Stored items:

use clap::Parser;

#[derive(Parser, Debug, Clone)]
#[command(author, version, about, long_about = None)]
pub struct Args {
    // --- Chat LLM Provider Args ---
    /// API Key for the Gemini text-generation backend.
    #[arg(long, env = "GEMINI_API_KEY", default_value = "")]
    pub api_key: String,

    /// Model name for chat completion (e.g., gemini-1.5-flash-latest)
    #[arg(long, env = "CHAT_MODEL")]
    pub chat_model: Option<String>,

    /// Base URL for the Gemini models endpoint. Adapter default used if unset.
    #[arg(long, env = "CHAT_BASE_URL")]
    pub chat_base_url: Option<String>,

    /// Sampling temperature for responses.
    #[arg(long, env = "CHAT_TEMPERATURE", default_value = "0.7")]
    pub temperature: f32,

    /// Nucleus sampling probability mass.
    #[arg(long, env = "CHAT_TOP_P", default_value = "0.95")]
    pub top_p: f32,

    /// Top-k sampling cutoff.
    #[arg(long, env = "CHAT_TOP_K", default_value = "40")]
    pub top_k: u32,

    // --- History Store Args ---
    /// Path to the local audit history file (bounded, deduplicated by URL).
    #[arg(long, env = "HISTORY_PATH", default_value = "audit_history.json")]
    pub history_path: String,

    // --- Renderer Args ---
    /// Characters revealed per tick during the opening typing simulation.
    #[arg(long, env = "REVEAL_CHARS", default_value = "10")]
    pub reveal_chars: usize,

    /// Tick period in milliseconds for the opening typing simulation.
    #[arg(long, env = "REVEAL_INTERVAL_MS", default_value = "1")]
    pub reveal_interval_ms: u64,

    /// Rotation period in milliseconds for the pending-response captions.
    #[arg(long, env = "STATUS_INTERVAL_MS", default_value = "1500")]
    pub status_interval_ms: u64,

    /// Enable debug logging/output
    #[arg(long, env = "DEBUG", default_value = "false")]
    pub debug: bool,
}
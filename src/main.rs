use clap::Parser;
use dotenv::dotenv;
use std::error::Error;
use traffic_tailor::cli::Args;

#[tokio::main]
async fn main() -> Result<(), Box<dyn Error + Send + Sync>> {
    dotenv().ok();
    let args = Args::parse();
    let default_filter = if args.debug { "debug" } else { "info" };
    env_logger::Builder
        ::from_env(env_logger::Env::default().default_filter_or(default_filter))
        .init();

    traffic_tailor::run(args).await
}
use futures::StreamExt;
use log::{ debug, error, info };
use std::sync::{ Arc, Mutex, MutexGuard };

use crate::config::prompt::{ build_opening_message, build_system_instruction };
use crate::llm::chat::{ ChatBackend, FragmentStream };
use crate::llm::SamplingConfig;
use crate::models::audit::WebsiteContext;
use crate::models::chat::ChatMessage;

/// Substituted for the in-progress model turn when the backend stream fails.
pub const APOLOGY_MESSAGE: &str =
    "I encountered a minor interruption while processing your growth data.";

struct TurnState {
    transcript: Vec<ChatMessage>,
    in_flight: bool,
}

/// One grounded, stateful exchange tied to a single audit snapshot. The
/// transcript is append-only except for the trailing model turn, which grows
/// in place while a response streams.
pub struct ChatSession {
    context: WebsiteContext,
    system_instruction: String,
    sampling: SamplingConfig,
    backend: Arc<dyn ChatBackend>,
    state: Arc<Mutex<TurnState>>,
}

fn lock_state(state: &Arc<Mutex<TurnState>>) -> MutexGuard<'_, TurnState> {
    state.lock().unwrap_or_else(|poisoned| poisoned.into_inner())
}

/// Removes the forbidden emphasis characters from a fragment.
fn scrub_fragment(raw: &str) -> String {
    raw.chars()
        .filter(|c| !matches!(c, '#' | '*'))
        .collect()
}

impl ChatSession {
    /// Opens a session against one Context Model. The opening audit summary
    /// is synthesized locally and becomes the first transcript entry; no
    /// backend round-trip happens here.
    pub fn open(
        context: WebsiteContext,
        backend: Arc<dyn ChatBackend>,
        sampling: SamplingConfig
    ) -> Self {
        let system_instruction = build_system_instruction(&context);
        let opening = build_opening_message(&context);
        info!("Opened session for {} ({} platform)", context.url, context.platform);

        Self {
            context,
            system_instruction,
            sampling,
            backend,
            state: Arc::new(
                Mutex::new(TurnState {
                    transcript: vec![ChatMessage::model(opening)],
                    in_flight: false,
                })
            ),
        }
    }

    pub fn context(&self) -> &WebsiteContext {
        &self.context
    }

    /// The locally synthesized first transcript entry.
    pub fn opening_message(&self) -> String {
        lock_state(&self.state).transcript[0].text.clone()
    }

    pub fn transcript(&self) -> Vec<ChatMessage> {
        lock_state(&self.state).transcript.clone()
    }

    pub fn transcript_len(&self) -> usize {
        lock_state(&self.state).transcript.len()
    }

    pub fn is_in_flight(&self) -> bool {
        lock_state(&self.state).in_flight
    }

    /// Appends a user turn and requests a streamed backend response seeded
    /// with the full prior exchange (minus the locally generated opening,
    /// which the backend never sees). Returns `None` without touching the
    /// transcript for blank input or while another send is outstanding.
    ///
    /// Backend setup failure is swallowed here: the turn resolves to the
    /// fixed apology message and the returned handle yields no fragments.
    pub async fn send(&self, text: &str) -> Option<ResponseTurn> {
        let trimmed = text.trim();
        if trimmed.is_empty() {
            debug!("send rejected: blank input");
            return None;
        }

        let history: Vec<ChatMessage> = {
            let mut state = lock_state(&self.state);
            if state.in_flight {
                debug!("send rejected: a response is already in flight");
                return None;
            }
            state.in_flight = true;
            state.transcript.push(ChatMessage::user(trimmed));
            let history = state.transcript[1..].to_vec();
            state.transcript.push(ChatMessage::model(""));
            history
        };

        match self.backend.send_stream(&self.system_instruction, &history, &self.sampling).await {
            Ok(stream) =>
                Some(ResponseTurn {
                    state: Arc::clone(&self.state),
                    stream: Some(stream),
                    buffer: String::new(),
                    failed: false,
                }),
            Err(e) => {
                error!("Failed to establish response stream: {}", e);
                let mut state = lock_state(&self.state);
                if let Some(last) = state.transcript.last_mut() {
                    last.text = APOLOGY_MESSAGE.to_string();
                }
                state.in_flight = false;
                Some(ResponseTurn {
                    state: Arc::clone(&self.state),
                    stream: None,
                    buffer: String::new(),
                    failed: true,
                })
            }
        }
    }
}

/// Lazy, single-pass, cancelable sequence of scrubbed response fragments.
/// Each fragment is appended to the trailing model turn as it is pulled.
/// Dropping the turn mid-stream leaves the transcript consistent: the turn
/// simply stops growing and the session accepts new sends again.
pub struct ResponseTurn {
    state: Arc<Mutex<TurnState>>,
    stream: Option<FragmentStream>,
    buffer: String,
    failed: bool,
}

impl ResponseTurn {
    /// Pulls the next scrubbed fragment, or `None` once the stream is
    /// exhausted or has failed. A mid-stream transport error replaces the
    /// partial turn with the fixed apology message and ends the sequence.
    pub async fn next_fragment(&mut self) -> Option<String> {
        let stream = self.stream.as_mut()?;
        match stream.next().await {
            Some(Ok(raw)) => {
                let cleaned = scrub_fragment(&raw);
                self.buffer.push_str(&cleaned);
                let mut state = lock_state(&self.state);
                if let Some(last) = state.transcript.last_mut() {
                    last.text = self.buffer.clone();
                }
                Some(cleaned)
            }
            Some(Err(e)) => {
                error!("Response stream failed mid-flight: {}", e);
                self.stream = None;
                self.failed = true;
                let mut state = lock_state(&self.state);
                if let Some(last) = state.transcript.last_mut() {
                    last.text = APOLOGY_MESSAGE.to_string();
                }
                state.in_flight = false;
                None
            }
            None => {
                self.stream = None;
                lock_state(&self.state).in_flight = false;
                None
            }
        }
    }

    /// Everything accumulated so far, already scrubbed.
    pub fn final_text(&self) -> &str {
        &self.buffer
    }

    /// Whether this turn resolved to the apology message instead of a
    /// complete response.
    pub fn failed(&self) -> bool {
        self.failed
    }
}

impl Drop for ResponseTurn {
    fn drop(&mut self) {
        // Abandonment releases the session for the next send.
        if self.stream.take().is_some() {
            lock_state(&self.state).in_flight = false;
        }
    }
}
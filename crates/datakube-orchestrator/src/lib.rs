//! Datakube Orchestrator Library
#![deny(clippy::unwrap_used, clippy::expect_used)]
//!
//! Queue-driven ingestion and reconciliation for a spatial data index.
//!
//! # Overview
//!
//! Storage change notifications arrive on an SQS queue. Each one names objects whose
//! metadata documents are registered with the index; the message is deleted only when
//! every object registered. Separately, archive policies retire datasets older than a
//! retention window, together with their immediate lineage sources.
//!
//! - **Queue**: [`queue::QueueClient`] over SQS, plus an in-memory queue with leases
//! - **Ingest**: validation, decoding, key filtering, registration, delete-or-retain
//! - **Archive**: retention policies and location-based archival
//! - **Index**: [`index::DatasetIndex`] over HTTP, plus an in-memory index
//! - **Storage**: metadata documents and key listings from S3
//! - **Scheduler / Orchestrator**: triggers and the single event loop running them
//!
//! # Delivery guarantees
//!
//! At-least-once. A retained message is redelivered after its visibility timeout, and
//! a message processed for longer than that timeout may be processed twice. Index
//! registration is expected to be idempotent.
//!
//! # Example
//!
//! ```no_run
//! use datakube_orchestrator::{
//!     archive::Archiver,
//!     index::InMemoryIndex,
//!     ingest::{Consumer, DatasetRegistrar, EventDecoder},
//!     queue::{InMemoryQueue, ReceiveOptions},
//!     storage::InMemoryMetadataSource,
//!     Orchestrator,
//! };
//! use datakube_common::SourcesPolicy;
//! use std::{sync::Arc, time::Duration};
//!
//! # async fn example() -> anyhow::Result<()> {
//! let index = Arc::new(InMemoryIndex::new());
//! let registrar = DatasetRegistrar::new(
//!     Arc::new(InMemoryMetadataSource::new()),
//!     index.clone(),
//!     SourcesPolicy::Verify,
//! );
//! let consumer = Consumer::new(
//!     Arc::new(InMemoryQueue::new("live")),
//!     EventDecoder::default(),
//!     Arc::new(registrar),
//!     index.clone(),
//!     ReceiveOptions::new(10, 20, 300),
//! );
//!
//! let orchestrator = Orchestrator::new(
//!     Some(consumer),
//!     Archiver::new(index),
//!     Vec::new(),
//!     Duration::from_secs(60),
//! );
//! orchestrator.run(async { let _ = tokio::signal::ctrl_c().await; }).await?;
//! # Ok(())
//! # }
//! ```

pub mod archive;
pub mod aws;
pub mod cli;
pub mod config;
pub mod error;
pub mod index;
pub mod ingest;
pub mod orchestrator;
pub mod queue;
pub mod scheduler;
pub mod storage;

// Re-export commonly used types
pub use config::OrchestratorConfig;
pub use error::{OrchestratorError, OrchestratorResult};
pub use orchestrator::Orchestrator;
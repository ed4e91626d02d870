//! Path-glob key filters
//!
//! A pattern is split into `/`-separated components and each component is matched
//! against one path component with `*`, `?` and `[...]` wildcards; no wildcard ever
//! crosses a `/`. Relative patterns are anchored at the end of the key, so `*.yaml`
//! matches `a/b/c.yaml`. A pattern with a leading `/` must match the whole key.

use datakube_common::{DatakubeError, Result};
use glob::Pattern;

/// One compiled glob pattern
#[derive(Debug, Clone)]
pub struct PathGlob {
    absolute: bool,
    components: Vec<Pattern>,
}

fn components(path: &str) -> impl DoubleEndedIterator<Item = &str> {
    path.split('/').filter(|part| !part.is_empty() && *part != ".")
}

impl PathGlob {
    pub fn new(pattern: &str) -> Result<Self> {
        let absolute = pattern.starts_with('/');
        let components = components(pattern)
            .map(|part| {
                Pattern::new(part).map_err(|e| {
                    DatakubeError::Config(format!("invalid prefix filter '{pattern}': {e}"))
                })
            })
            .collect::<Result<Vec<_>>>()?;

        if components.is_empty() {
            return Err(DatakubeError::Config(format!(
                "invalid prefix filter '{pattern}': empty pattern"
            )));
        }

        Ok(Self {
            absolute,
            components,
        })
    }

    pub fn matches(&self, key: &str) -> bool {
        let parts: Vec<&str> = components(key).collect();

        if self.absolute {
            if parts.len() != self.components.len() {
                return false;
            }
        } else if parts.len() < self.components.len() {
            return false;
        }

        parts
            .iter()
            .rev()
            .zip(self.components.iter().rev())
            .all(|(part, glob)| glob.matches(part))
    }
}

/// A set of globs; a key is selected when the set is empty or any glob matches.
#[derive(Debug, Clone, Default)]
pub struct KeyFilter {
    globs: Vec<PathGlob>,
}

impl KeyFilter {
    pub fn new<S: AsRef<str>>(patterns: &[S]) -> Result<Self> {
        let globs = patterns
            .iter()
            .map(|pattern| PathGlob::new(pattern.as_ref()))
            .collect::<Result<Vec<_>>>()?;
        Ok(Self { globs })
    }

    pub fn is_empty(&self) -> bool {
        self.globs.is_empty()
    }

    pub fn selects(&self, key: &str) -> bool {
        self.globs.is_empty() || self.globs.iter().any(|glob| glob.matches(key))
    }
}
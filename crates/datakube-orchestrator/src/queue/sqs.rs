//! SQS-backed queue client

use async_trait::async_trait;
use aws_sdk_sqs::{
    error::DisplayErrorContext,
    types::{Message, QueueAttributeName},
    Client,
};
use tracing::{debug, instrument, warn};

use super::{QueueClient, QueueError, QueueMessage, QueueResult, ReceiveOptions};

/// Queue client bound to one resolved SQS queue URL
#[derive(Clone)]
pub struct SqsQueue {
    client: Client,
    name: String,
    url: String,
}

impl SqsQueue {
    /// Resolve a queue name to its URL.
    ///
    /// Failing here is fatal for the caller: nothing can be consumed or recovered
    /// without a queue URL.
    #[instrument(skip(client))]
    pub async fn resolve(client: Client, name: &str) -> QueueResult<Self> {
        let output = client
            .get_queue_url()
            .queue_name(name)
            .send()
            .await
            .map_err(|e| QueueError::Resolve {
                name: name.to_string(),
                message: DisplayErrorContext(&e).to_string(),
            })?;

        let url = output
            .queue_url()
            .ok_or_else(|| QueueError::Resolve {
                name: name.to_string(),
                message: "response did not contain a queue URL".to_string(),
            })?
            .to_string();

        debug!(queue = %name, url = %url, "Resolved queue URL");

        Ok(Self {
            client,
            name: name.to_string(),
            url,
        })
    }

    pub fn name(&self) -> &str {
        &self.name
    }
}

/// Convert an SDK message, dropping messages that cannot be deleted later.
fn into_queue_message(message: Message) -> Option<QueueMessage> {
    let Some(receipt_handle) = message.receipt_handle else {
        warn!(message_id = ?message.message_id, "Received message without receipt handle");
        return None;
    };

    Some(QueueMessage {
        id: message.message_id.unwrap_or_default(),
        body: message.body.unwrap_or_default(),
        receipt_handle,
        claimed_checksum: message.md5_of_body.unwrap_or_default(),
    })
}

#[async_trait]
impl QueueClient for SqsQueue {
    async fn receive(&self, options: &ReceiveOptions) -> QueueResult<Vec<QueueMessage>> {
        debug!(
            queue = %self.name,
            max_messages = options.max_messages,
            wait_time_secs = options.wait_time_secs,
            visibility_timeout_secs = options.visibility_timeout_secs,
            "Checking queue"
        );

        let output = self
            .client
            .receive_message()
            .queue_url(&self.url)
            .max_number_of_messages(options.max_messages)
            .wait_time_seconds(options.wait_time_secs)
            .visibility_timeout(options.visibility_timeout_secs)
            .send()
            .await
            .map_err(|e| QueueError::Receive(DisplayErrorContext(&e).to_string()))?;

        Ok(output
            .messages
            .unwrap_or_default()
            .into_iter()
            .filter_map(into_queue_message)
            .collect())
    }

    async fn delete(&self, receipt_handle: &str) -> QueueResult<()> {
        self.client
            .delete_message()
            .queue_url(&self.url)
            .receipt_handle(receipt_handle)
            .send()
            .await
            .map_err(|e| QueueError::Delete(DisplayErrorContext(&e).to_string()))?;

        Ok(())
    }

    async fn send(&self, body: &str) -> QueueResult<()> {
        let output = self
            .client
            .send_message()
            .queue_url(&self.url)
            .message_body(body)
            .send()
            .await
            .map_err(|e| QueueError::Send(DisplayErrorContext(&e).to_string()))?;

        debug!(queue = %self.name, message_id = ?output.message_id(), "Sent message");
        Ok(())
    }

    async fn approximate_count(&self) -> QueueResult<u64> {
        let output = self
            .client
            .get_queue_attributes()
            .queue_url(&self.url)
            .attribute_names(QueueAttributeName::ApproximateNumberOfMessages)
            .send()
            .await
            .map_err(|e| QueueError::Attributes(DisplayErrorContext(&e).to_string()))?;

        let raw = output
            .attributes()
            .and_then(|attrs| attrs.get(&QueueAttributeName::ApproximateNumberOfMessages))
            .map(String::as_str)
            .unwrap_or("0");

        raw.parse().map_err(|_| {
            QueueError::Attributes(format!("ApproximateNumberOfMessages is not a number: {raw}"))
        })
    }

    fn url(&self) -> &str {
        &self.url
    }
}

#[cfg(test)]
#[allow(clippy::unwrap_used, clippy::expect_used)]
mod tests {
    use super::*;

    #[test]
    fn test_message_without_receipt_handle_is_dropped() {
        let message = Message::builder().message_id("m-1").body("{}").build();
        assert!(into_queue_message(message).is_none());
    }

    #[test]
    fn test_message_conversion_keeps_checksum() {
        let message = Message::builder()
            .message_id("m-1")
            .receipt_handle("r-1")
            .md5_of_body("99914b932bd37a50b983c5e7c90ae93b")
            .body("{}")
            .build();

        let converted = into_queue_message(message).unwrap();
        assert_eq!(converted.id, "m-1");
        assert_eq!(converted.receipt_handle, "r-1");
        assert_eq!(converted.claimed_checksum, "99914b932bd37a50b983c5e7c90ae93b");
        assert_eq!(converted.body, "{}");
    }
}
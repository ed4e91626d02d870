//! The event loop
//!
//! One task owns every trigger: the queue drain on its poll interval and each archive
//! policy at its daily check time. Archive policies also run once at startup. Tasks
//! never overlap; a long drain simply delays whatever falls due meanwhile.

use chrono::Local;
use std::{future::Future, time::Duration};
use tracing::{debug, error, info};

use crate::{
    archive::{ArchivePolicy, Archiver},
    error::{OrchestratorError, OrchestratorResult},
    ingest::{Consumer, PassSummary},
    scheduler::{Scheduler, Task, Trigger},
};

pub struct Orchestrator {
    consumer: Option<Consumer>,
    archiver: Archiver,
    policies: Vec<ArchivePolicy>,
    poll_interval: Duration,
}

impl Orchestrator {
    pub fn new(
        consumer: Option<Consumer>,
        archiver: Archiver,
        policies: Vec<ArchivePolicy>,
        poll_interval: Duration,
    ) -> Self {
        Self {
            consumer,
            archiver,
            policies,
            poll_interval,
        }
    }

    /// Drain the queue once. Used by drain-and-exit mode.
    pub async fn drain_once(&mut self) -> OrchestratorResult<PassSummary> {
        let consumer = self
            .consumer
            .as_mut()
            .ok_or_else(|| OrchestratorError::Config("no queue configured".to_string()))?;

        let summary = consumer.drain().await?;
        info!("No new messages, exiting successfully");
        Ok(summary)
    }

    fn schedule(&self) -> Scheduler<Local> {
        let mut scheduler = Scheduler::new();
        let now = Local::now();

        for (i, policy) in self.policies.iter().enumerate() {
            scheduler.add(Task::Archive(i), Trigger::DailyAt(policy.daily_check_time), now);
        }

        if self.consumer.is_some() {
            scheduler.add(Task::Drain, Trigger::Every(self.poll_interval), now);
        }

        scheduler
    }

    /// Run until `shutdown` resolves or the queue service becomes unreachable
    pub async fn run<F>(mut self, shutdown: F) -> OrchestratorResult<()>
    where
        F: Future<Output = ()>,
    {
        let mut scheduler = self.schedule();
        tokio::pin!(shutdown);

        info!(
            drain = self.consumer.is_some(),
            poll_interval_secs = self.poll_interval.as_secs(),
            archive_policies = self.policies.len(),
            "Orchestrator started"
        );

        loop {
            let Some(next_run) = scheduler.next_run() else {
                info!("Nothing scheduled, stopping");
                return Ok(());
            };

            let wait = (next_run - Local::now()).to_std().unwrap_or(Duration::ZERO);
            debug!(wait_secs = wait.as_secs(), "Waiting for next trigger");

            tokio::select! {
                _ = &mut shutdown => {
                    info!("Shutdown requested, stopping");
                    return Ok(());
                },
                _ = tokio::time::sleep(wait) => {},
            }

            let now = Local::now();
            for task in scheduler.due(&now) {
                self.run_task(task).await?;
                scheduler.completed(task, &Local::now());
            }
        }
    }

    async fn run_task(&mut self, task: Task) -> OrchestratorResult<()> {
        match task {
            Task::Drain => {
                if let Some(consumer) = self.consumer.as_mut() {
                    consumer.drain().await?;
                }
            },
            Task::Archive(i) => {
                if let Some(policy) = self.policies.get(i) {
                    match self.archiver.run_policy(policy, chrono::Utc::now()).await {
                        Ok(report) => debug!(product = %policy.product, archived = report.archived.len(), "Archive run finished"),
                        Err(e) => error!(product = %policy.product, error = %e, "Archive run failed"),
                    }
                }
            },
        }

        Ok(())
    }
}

--- WORK REQUIRED ---
Print the lines above from the one with "yields no fragments." through the one with "pub struct ResponseTurn", both included, exactly as written and nothing more.

--- COMPLETED TASK ---
    /// fixed apology message and the returned handle yields no fragments.
    pub async fn send(&self, text: &str) -> Option<ResponseTurn> {
        let trimmed = text.trim();
        if trimmed.is_empty() {
            debug!("send rejected: blank input");
            return None;
        }

        let history: Vec<ChatMessage> = {
            let mut state = lock_state(&self.state);
            if state.in_flight {
                debug!("send rejected: a response is already in flight");
                return None;
            }
            state.in_flight = true;
            state.transcript.push(ChatMessage::user(trimmed));
            let history = state.transcript[1..].to_vec();
            state.transcript.push(ChatMessage::model(""));
            history
        };

        match self.backend.send_stream(&self.system_instruction, &history, &self.sampling).await {
            Ok(stream) =>
                Some(ResponseTurn {
                    state: Arc::clone(&self.state),
                    stream: Some(stream),
                    buffer: String::new(),
                    failed: false,
                }),
            Err(e) => {
                error!("Failed to establish response stream: {}", e);
                let mut state = lock_state(&self.state);
                if let Some(last) = state.transcript.last_mut() {
                    last.text = APOLOGY_MESSAGE.to_string();
                }
                state.in_flight = false;
                Some(ResponseTurn {
                    state: Arc::clone(&self.state),
                    stream: None,
                    buffer: String::new(),
                    failed: true,
                })
            }
        }
    }
}

/// Lazy, single-pass, cancelable sequence of scrubbed response fragments.
/// Each fragment is appended to the trailing model turn as it is pulled.
/// Dropping the turn mid-stream leaves the transcript consistent: the turn
/// simply stops growing and the session accepts new sends again.
pub struct ResponseTurn {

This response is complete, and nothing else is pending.